Elemento Primero: Mi propio proceso interno
La intervención con personas en general y muy particularmente aquella
que se realiza desde un rol educativo, de crianza o de cuidado se basa
en la relación entre quien cuida y quien es cuidado, una relación que
además sucede en un entorno determinado. Para lograr una intervención de
calidad es nuclear comprender que tan importante es poner consciencia
en el proceso de la persona a la que acompañamos, educamos o cuidamos
como en nuestro propio proceso, en lo que nos va sucediendo en el marco
de esta intervención.
Contemplarnos a nosotros mismos como herramienta de cambio, tal y como exponía el mes pasado en su artículo mi compañero de Espirales CI, F. Javier Romeo. Intervenimos desde quienes somos. Por lo tanto, el primer pilar de la consciencia es nuestro proceso interior.
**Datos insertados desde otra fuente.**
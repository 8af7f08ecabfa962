//! Line-oriented parser for the AppHelper dump
//!
//! The dump is read in one forward pass. Each line either matches the
//! `LoadData(...)` template and yields a table, is a known benign metadata
//! line (consumed silently), or is reported as skipped. Fatal conditions
//! (unknown category tag, bad row token, ragged row) are yielded as errors
//! so the caller decides whether to halt.

use std::fs::File;
use std::io::{self, BufRead, BufReader, Lines};
use std::path::Path;
use std::sync::LazyLock;

use regex::Regex;

use crate::data::{AuctionTable, DataCategory};
use crate::decode::{unpack_row, DecodeError};

/// Substring marking benign application metadata lines that never carry
/// table data
const APP_INFO_SENTINEL: &str = "APP_INFO";

/// How much of a skipped line to keep for the diagnostic
const SKIP_PREVIEW_CHARS: usize = 50;

/// Static regex for the LoadData line template. Compiled once at first use.
/// Groups: data-type tag, scope name, download timestamp, quoted header
/// list, braced row groups.
static LOAD_DATA_RE: LazyLock<Regex> = LazyLock::new(|| {
    Regex::new(
        r#"LoadData\("([^"]+)",\s*"([^"]+)",.*\{downloadTime=(\d+),fields=\{([^}]+)\},data=\{(.+)\}\}\]\]"#,
    )
    .expect("invalid LoadData regex pattern")
});

/// Per-line outcome the parser can yield
#[derive(Debug, Clone, PartialEq, Eq)]
pub enum ParseEvent {
    /// A structurally valid line, decoded into a table
    Table(AuctionTable),
    /// A line that matched neither the template nor the metadata sentinel
    Skipped {
        /// 1-based line number
        line: usize,
        /// First characters of the line, for diagnostics
        preview: String,
    },
}

/// Fatal parse errors. Skipped lines are not errors; they surface as
/// [`ParseEvent::Skipped`].
#[derive(Debug, thiserror::Error)]
pub enum ParseError {
    #[error("line {line}: unknown data category tag {tag:?}")]
    UnknownCategory { line: usize, tag: String },

    #[error("line {line}: download timestamp {value:?} out of range")]
    Timestamp { line: usize, value: String },

    #[error("line {line}: {source}")]
    Row {
        line: usize,
        #[source]
        source: DecodeError,
    },

    #[error("line {line}: row has {found} values but {expected} columns")]
    ArityMismatch {
        line: usize,
        expected: usize,
        found: usize,
    },

    #[error("read error: {0}")]
    Io(#[from] io::Error),
}

/// Iterator over the per-line outcomes of an AppData dump.
///
/// Single forward pass; no state is carried across lines beyond the line
/// counter, and the iterator is not restartable once consumed.
pub struct AppDataParser<R: BufRead> {
    lines: Lines<R>,
    line: usize,
}

impl AppDataParser<BufReader<File>> {
    /// Open a dump file for parsing
    pub fn open(path: impl AsRef<Path>) -> io::Result<Self> {
        Ok(Self::new(BufReader::new(File::open(path)?)))
    }
}

impl<R: BufRead> AppDataParser<R> {
    pub fn new(reader: R) -> Self {
        Self {
            lines: reader.lines(),
            line: 0,
        }
    }

    /// Parse one line. `Ok(None)` means the line was a benign metadata line
    /// and produces no event at all.
    fn parse_line(&self, text: &str) -> Result<Option<ParseEvent>, ParseError> {
        let Some(caps) = LOAD_DATA_RE.captures(text) else {
            if text.contains(APP_INFO_SENTINEL) {
                return Ok(None);
            }
            return Ok(Some(ParseEvent::Skipped {
                line: self.line,
                preview: text.chars().take(SKIP_PREVIEW_CHARS).collect(),
            }));
        };

        let tag = &caps[1];
        let category =
            DataCategory::from_tag(tag).ok_or_else(|| ParseError::UnknownCategory {
                line: self.line,
                tag: tag.to_string(),
            })?;

        // the group is all digits, so this only fails on overflow
        let captured_at = caps[3].parse::<u64>().map_err(|_| ParseError::Timestamp {
            line: self.line,
            value: caps[3].to_string(),
        })?;

        let columns: Vec<String> = caps[4]
            .replace('"', "")
            .split(',')
            .map(str::to_string)
            .collect();

        // The captured blob still carries the first row group's `{` and the
        // last one's `}`; trim those, then split on the group separator.
        let blob = &caps[5];
        let inner = blob.strip_prefix('{').unwrap_or(blob);
        let inner = inner.strip_suffix('}').unwrap_or(inner);

        let mut rows = Vec::new();
        for group in inner.split("},{") {
            let row = unpack_row(group).map_err(|source| ParseError::Row {
                line: self.line,
                source,
            })?;
            if row.len() != columns.len() {
                return Err(ParseError::ArityMismatch {
                    line: self.line,
                    expected: columns.len(),
                    found: row.len(),
                });
            }
            rows.push(row);
        }

        Ok(Some(ParseEvent::Table(AuctionTable {
            category,
            scope: caps[2].to_string(),
            captured_at,
            columns,
            rows,
        })))
    }
}

impl<R: BufRead> Iterator for AppDataParser<R> {
    type Item = Result<ParseEvent, ParseError>;

    fn next(&mut self) -> Option<Self::Item> {
        loop {
            let text = match self.lines.next()? {
                Ok(text) => text,
                Err(err) => return Some(Err(ParseError::Io(err))),
            };
            self.line += 1;
            match self.parse_line(&text) {
                Ok(Some(event)) => return Some(Ok(event)),
                Ok(None) => continue,
                Err(err) => return Some(Err(err)),
            }
        }
    }
}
La pregunta clave en este primer elemento es: ¿Qué me pasa a mí con
esto? Y para poder contestarla es necesario hacer conscientes varios
elementos:
1. Mi propia historia de vida. La vida acaba siendo lo que somos
capaces de construir partiendo de aquello que nos dieron. Es algo así
como cocinar. Los ingredientes nos los dan, pero la responsabilidad de
cocinar es nuestra. No podemos elegir los ingredientes, pero sí lo que
cocinamos con ellos. Por lo tanto, la integración de nuestra historia de
vida es una de las claves que delimita nuestra consciencia. No se trata
tanto de haber tenido una buena vida, una buena infancia en concreto,
sino de tenerla integrada haya sido la que haya sido.
Integrar nuestra historia de vida significa fundamentalmente:
- Comprender el hilo que ha unido los acontecimientos que nos han ido sucediendo.
- Reconocer nuestra valía como seres frágiles y únicos, merecedores de ser cuidados, dándonos valor.
- Honrar las emociones, el dolor y el gozo que hemos vivido, dándoles valor.
- Visibilizar
el daño, en caso de que exista, fruto de experiencias traumáticas y
comprender sus implicaciones a lo largo de la vida, incluyendo la
flexibilización de nuestros mecanismos disociativos.
- Reconocer y elaborar nuestros modelos vinculares.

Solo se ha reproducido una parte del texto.